A huge rescue operation at the hotel involving international teams with sniffer dogs had failed to find anyone alive inside.

MINARET COMPLETELY BURIED

In remoter areas, the scale of the disaster was still becoming clear, with at least five villages swallowed by torrents of mud and rock. One landslide hit a wedding party.

In the villages in Pariaman, we estimate about 600 people died, said Rustam Pakaya, head of the Health Ministry's crisis center. Pariaman, closer to the epicenter, is one of the worst-affected areas.

In one of the villages, there's a 20-meter-high minaret, it was completely buried, there's nothing left, so I presume the whole village is buried by a 30-meter deep landslide.
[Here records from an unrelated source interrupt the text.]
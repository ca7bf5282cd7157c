use std::path::PathBuf;

use thiserror::Error;

#[derive(Error, Debug)]
pub enum ApiError {
    #[error("Authentication failed: {0}")]
    Auth(String),

    #[error("Network error: {0}")]
    Network(#[from] reqwest::Error),

    #[error("Transfer interrupted: {0}")]
    Interrupted(String),

    #[error("Request to {url} failed with status {status}")]
    Fetch { status: u16, url: String },

    #[error("Could not resolve download: {0}")]
    Resolve(String),

    #[error("Failed to write {}: {source}", path.display())]
    Write {
        path: PathBuf,
        #[source]
        source: std::io::Error,
    },
}

/// Maximum length for page text quoted in error messages
const MAX_ERROR_TEXT_LENGTH: usize = 200;

impl ApiError {
    /// Truncate remote text to avoid dumping whole pages into errors
    fn truncate_text(text: &str) -> String {
        if text.chars().count() <= MAX_ERROR_TEXT_LENGTH {
            text.to_string()
        } else {
            let head: String = text.chars().take(MAX_ERROR_TEXT_LENGTH).collect();
            format!("{}... (truncated)", head)
        }
    }

    pub fn from_status(status: reqwest::StatusCode, url: &str) -> Self {
        match status.as_u16() {
            401 | 403 => ApiError::Auth(format!(
                "session rejected with status {} for {}",
                status.as_u16(),
                url
            )),
            code => ApiError::Fetch {
                status: code,
                url: url.to_string(),
            },
        }
    }

    pub fn login_rejected(message: &str) -> Self {
        ApiError::Auth(Self::truncate_text(message.trim()))
    }

    pub fn write(path: impl Into<PathBuf>, source: std::io::Error) -> Self {
        ApiError::Write {
            path: path.into(),
            source,
        }
    }

    /// Network-class failures cover both transport errors and early stream ends
    pub fn is_network(&self) -> bool {
        matches!(self, ApiError::Network(_) | ApiError::Interrupted(_))
    }

    /// Authentication failures end a bulk run instead of skipping one episode
    pub fn is_fatal(&self) -> bool {
        matches!(self, ApiError::Auth(_))
    }
}

pub type ApiResult<T> = std::result::Result<T, ApiError>;

#[cfg(test)]
mod tests {
    use super::*;
    use reqwest::StatusCode;

    #[test]
    fn test_from_status_auth_codes() {
        assert!(ApiError::from_status(StatusCode::UNAUTHORIZED, "https://x/a").is_fatal());
        assert!(ApiError::from_status(StatusCode::FORBIDDEN, "https://x/a").is_fatal());
    }

    #[test]
    fn test_from_status_other_codes() {
        match ApiError::from_status(StatusCode::NOT_FOUND, "https://x/missing") {
            ApiError::Fetch { status, url } => {
                assert_eq!(status, 404);
                assert_eq!(url, "https://x/missing");
            }
            other => panic!("unexpected error: {:?}", other),
        }
        assert!(!ApiError::from_status(StatusCode::BAD_GATEWAY, "u").is_fatal());
    }

    #[test]
    fn test_login_rejected_truncates() {
        let long = "x".repeat(500);
        let err = ApiError::login_rejected(&long);
        let msg = err.to_string();
        assert!(msg.ends_with("... (truncated)"));
        assert!(msg.len() < 300);
    }

    #[test]
    fn test_interrupted_counts_as_network() {
        assert!(ApiError::Interrupted("eof".into()).is_network());
        assert!(!ApiError::Resolve("no anchor".into()).is_network());
    }
}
In another rural area, a resident said it was too late for aid.
Don't bother trying to bring aid up there, said Afiwardi, who pointed past a landslide that cut off a road. Everyone is dead.

But in other areas aid was still urgently needed.

We haven't had any food except instant noodles for four days. There are lots of injured and we need medical help, said Hery, an official in Sungai Limau. A noticeboard by his office listed the names of the dead with ages ranging from 1 to 95.

BUILDINGS NOT QUAKE-PROOF

Indonesia's disaster agency said 20,000 buildings had been damaged in the quake, with most government offices destroyed.

Such widespread infrastructure damage will make it hard for the city to bounce back, said Eko Suhadi, spokesman for the Indonesian Red Cross.

In a sign of a slow return to normalcy, shops had reopened in some parts of Padang and a pizza restaurant was crowded with diners. But close to the badly hit Chinatown district, six women were drawing filthy water from a monsoon drain.

Padang lies on one of the most active faultlines in the world, but a geologist said the city had been ill-prepared and remained at risk of being wiped out in the next decade by a more powerful earthquake.

I think Padang is totally unprepared. Generally, the existing structures are not designed to be quake-proof and that's why the devastation is so great, said Danny Hilman Natawidjaja from the Indonesian Science Institute.